《オババ》私の姑、人類最強のディズニーオタク。妹の夫とは同級生
《叔母・勝江(仮名)》オババの妹、ヒステリー性障害を患う。娘を溺愛し結婚に反対。
《叔母の夫》米国に本拠地を置く会社のCEO。自宅も会社も電話がつながらず所在不明
🌋 🌋 🌋
数十年も前の罪、それも自分が加害者側の場合、その膿(うみ)は、その罪人の人生をどう左右するのだろうか。
被害者のPTSD(心的外傷後ストレス障害)については、いろいろ書かれていますが、加害者の場合は?
罪を犯した人間が警察に捕まったとき、ホッとするそうです。心に巣食う罪悪感は、人の心を蝕むものなのでしょう。
姉の愛する男を奪う。
犯罪ではありませんから、警察は逮捕しません。
私の姑オババとその妹。
ふたりの間には、妹の夫という、若い頃には、さぞモテただろう魅力的な男がいます。
ふたりは、男をめぐる関係に蓋をして、休火山のままシニア世代まで生きてきました。
その長い時を刻んじゃった休火山が、今になって噴火の危険性が増していて、
それって、古代ポンペイのヴェスビオス噴火に近い感じで、一瞬であたりを焼きつくしそうで、
噴火警戒レベル4!
気象庁によれば、それ、避難準備の段階だから、
『警戒が必要な居住地域での避難の準備、要配慮者の避難が必要』ってレベル。
アメリッシュ、
以前も書いたけど、心が脆い。
自分的には、この場合、要配慮者であって、すでに避難すべき状況であります。
ついでに位置関係を描写しておくと
叔母の自宅キッチンには一枚板の重厚なダイニングテーブルがあるわけ、
けっこう、大きい作りです。
オババが耳にイヤフォンつけて音楽聞いても、正面に座っていると、完璧に聞こえない距離感。
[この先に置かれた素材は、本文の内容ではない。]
use clap::{Args, Parser, Subcommand};
use std::path::PathBuf;

#[derive(Parser, Debug)]
#[command(
    name = "cloudbench",
    version,
    about = "Benchmark one inference service across several cloud ML platforms"
)]
pub struct CliArgs {
    /// Config file (default: ~/.config/cloudbench/config.toml)
    #[arg(long, short = 'c', global = true)]
    pub config: Option<PathBuf>,
    #[command(subcommand)]
    pub command: Option<Command>,
}

#[derive(Subcommand, Debug)]
pub enum Command {
    /// Probe every provider and write the result table (default)
    Run(RunArgs),
    /// Summarize and compare a previously written result table
    Report(ReportArgs),
    /// Run the mock prediction service
    Serve(ServeArgs),
}

#[derive(Args, Debug, Default)]
pub struct RunArgs {
    #[arg(long, short = 'n')]
    pub rounds: Option<usize>,
    #[arg(long, short = 'o')]
    pub output: Option<PathBuf>,
    /// Per-request timeout in seconds
    #[arg(long)]
    pub timeout: Option<u64>,
    /// Text sent to /predict
    #[arg(long)]
    pub text: Option<String>,
}

#[derive(Args, Debug)]
pub struct ReportArgs {
    #[arg(long, short = 'i')]
    pub input: Option<PathBuf>,
}

#[derive(Args, Debug)]
pub struct ServeArgs {
    #[arg(long, default_value = "0.0.0.0:8080")]
    pub bind: String,
    /// Label returned in responses (default: $CLOUD_PROVIDER)
    #[arg(long)]
    pub provider: Option<String>,
    #[arg(long, default_value_t = 50)]
    pub min_delay_ms: u64,
    #[arg(long, default_value_t = 150)]
    pub max_delay_ms: u64,
}

impl CliArgs {
    pub fn command_or_default(self) -> Command {
        self.command
            .unwrap_or_else(|| Command::Run(RunArgs::default()))
    }
}
//! Multi-cloud inference benchmark harness.
//!
//! The same prediction service runs on several managed ML platforms. This crate
//! probes each platform's `/predict` endpoint concurrently over a number of
//! rounds, aggregates latency and cost per provider and persists the raw
//! result table.
//!
//! ```no_run
//! use std::time::Duration;
//! use cloudbench::{driver::BenchmarkDriver, probe::HttpProber, registry::EndpointRegistry, report};
//!
//! # async fn demo() -> Result<(), cloudbench::error::BenchError> {
//! let registry = EndpointRegistry::default();
//! let prober = HttpProber::new(Duration::from_secs(10))?;
//! let driver = BenchmarkDriver::new(prober, "This is excellent and amazing!");
//! let run = driver.run(registry.providers(), 10).await?;
//! report::persist(&run, "benchmark_results.csv")?;
//! for (provider, row) in report::summarize(&run) {
//!     println!("{provider}: {:.1}ms", row.latency.mean);
//! }
//! # Ok(())
//! # }
//! ```

pub mod config;
pub mod driver;
pub mod error;
pub mod probe;
pub mod registry;
pub mod report;
#[cfg(feature = "server")]
pub mod server;

pub use driver::{BenchmarkDriver, BenchmarkRun};
pub use error::BenchError;
pub use probe::{Prediction, Probe, ProbeResult, ProbeStatus};
pub use registry::{EndpointRegistry, Provider};
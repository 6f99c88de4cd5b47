use std::collections::BTreeMap;

use super::stats::{mean, LatencyStats};
use crate::driver::BenchmarkRun;
use crate::probe::{ProbeResult, ProbeStatus};

/// Per-provider aggregate of a [`BenchmarkRun`].
#[derive(Debug, Clone, PartialEq)]
pub struct SummaryRow {
    pub provider: String,
    pub count: usize,
    pub successes: usize,
    pub errors: usize,
    pub failures: usize,
    /// Over every probe with a recorded latency, whatever its status
    pub latency: LatencyStats,
    /// Mean over successful probes that reported it
    pub processing_time_ms: Option<f64>,
    /// Mean over successful probes that reported it
    pub confidence: Option<f64>,
    pub sentiments: BTreeMap<String, usize>,
}

/// Groups a run by provider. Pure: the same run always yields the same map.
pub fn summarize(run: &BenchmarkRun) -> BTreeMap<String, SummaryRow> {
    let mut groups: BTreeMap<&str, Vec<&ProbeResult>> = BTreeMap::new();
    for result in run {
        groups.entry(result.provider()).or_default().push(result);
    }

    groups
        .into_iter()
        .map(|(provider, results)| (provider.to_string(), summarize_provider(provider, &results)))
        .collect()
}

fn summarize_provider(provider: &str, results: &[&ProbeResult]) -> SummaryRow {
    let latencies: Vec<f64> = results.iter().filter_map(|r| r.latency_ms()).collect();
    let predictions: Vec<_> = results.iter().filter_map(|r| r.prediction()).collect();

    let mut sentiments = BTreeMap::new();
    for label in predictions.iter().filter_map(|p| p.sentiment.as_ref()) {
        *sentiments.entry(label.clone()).or_insert(0) += 1;
    }

    SummaryRow {
        provider: provider.to_string(),
        count: results.len(),
        successes: predictions.len(),
        errors: results
            .iter()
            .filter(|r| matches!(r.status(), ProbeStatus::Error { .. }))
            .count(),
        failures: results
            .iter()
            .filter(|r| matches!(r.status(), ProbeStatus::Failure { .. }))
            .count(),
        latency: LatencyStats::from_samples(&latencies),
        processing_time_ms: mean(predictions.iter().filter_map(|p| p.processing_time_ms)),
        confidence: mean(predictions.iter().filter_map(|p| p.confidence)),
        sentiments,
    }
}

#[cfg(test)]
mod tests {
    use super::*;
    use crate::probe::Prediction;

    fn success(provider: &str, latency: f64, confidence: f64) -> ProbeResult {
        ProbeResult::new(
            provider,
            ProbeStatus::Success(Prediction {
                processing_time_ms: Some(latency / 2.0),
                sentiment: Some("Positive".to_string()),
                confidence: Some(confidence),
            }),
            latency,
        )
    }

    fn sample_run() -> BenchmarkRun {
        BenchmarkRun::from_results(vec![
            success("A", 100.0, 0.8),
            ProbeResult::new("B", ProbeStatus::Error { code: 500 }, 10.0),
            success("A", 200.0, 0.6),
            ProbeResult::new(
                "B",
                ProbeStatus::Failure {
                    reason: "timed out after 10000ms".to_string(),
                },
                30.0,
            ),
        ])
    }

    #[test]
    fn latency_covers_every_status() {
        let summary = summarize(&sample_run());
        let b = &summary["B"];
        assert_eq!(b.count, 2);
        assert_eq!(b.errors, 1);
        assert_eq!(b.failures, 1);
        assert_eq!(b.successes, 0);
        assert_eq!(b.latency.mean, 20.0);
        assert_eq!(b.confidence, None);
        assert_eq!(b.processing_time_ms, None);
        assert!(b.sentiments.is_empty());
    }

    #[test]
    fn prediction_aggregates_use_successes_only() {
        let summary = summarize(&sample_run());
        let a = &summary["A"];
        assert_eq!(a.successes, 2);
        assert_eq!(a.latency.mean, 150.0);
        assert_eq!(a.processing_time_ms, Some(75.0));
        assert!((a.confidence.expect("confidence") - 0.7).abs() < 1e-9);
        assert_eq!(a.sentiments.get("Positive"), Some(&2));
    }

    #[test]
    fn summarize_is_repeatable() {
        let run = sample_run();
        assert_eq!(summarize(&run), summarize(&run));
    }

    #[test]
    fn empty_run_has_no_rows() {
        assert!(summarize(&BenchmarkRun::new()).is_empty());
    }
}
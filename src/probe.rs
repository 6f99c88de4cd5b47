//! One timed request against one provider.

#[path = "probe/types.rs"]
mod types;

#[path = "probe/http.rs"]
mod http;

pub use http::HttpProber;
pub use types::{PredictRequest, Prediction, ProbeResult, ProbeStatus};

use async_trait::async_trait;

use crate::registry::Provider;

/// Issues a single probe and folds every outcome into a [`ProbeResult`].
///
/// Implementations must not fail: transport problems, timeouts and
/// unexpected answers are all data.
#[async_trait]
pub trait Probe: Send + Sync {
    async fn probe(&self, provider: &Provider, payload: &PredictRequest) -> ProbeResult;
}

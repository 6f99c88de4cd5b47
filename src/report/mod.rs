//! Aggregation, persistence and comparison of benchmark results.

mod compare;
mod render;
mod stats;
mod summary;
mod table;

pub use compare::{Comparison, ComparisonRow};
pub use render::{render_comparison, render_summary};
pub use stats::{calculate_percentile, LatencyStats};
pub use summary::{summarize, SummaryRow};
pub use table::{load, persist, prepare_output, read_from, write_to, COLUMNS};
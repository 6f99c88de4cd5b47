use reqwest::Url;

use crate::error::BenchError;

/// A named deployment target exposing a prediction endpoint.
#[derive(Debug, Clone, PartialEq)]
pub struct Provider {
    pub(super) name: String,
    pub(super) url: String,
    pub(super) cost_per_1k: Option<f64>,
}

impl Provider {
    /// Creates a provider after checking that `url` is an absolute http(s) URL.
    pub fn new(name: impl Into<String>, url: impl Into<String>) -> Result<Self, BenchError> {
        let name = name.into();
        let url = url.into();
        let parsed = Url::parse(&url).map_err(|e| BenchError::InvalidEndpoint {
            provider: name.clone(),
            message: e.to_string(),
        })?;
        if !matches!(parsed.scheme(), "http" | "https") {
            return Err(BenchError::InvalidEndpoint {
                provider: name,
                message: format!("unsupported scheme {}", parsed.scheme()),
            });
        }
        Ok(Self {
            name,
            url,
            cost_per_1k: None,
        })
    }

    /// Attaches the platform's price in USD per 1000 requests.
    pub fn with_cost_per_1k(mut self, cost: f64) -> Self {
        self.cost_per_1k = Some(cost);
        self
    }

    pub fn name(&self) -> &str {
        &self.name
    }

    pub fn url(&self) -> &str {
        &self.url
    }

    pub fn cost_per_1k(&self) -> Option<f64> {
        self.cost_per_1k
    }
}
そして、オババの隣に座っている私にはかすかに聞こえます。
つまり、オババの右に私が座り、正面に叔母って位置です。
アメリッシュ、昔からの怖がり、どこでも逃げ道確保の精神で生きていますから・・・
オババの右隣が、一番玄関ドアに近いんで、そこ、確保した。ここまでは、でかしたって自分を褒めてる。
でもって、ちょっと失敗したな、とも思ってた。
玄関ドアより、庭への掃き出し窓が近い。しかし、そこへはオババの背後から逃げねばならない・・・
んでもって、昨日のブログ。
「私、妊娠したって嘘を言ったのよ。あの男に」
って、叔母が吠えた瞬間に、オババの顔色が変わり、私は右足を椅子から出しわからないように、椅子を背後に押した。
「じゃあ、流産って」
「結婚してから、そういうことにしたの」
で、私、猫背になって、スタートダッシュ態勢。
もう、噴火直前。
警戒警報レベル4.5
「あの男はそれを知っているの」
「知らないのは姉さんだけよ」
レベル5!! レベル5!!
要配慮者、すでに避難が完了してなきゃいかんかった。
そっと、椅子から横にずれて、匍匐前進しようとしたら
オババにシャツ、掴まれた。
つ、強い! で、オババ、
「そう」って、むちゃくちゃ低い声で目を細めた。
もうメッチャ、警戒警報!
レベル5までが気象庁のレベルだけど、ここレベル6!
鐘ガンガン鳴ってる。
オババ、シャツ掴んだまま、こっちを、ゆっくりと流し目で見た。
こ、怖い!
私、ニコって、ひきつりながら笑ってみた。
オババ、片方の唇をあげ、得意のハリニヤ(ハリソンフォードの笑い方)を浮かべた。浮かべたけど、いつもと違う。
いつもの余裕かましてる奴じゃない。
ちょっと泣いてるみたいに見えて・・・、心が冷えました。
で、トスンって、椅子に戻りました。
OK、Googleじゃない。
OK、オババ。
噴火しろ、灰は受け止めよう。
盛大にやってやれ!
「あなたの結婚がダメになったのは、私のせいだと言いたいの?」
え? オババ、噴火方向、そっち?
じゃないでしょ、普通。男を騙し取ったって、そこ怒るところでしょ。
そっち方面じゃない?
噴火の火吹き加減、間違ってない?
で、その間違い火の粉に、叔母、ぜんぜん動じない。
見事に受け止めた!
「そうよ!」って断言した。
おいおいおい、がっぷり四つに組んで、
なんでか、叔母のほうが被害者ヅラ。
オババ、徹底的に喧嘩の方向性を間違ってるから
「あの」って私、言った。
私の正義感がバカだったと気づいたのは言ったあとで、相変わらずの後悔先に立たず。
「喉が乾きませんか」って。
オババ、今こそ、ここで、かませ!
噴火の位置を直せって、救出用のタオルを投げてみた。
「こんな大事な話をしてるときに、喉など乾きません。緊張が足りん!」
って、ふたりセゾン。
オババと叔母、同時だぁ。
さすが、姉妹、息だけは合ってる。
って、私、泣いてもいいですか?
to be continued
映画『ポンペイ』
古代におきたヴェスビオス火山の噴火を扱った超大作です
無敵の剣闘士(グラディエーター)として生きるマイロは、ポンペイの有力者の娘カッシアと身分違いの恋に落ちます。
西暦79年8月24日、ヴェスビオス火山が噴火。
マイロは奴隷の地位から自由を得て、愛する人を救い出すことができるかってのが縦糸で、
ヴェスビオス火山の噴火が横糸です。
古代の史実に基づいた映画です。
一瞬で人々を飲みつくす火山の恐怖を描いて秀逸な作品でした。
噴火で罹災した人間を象った樹脂製の像など、当時の悲惨さを物語っています。災害の多い日本人にとって、人ごととは思えない歴史上の出来事です。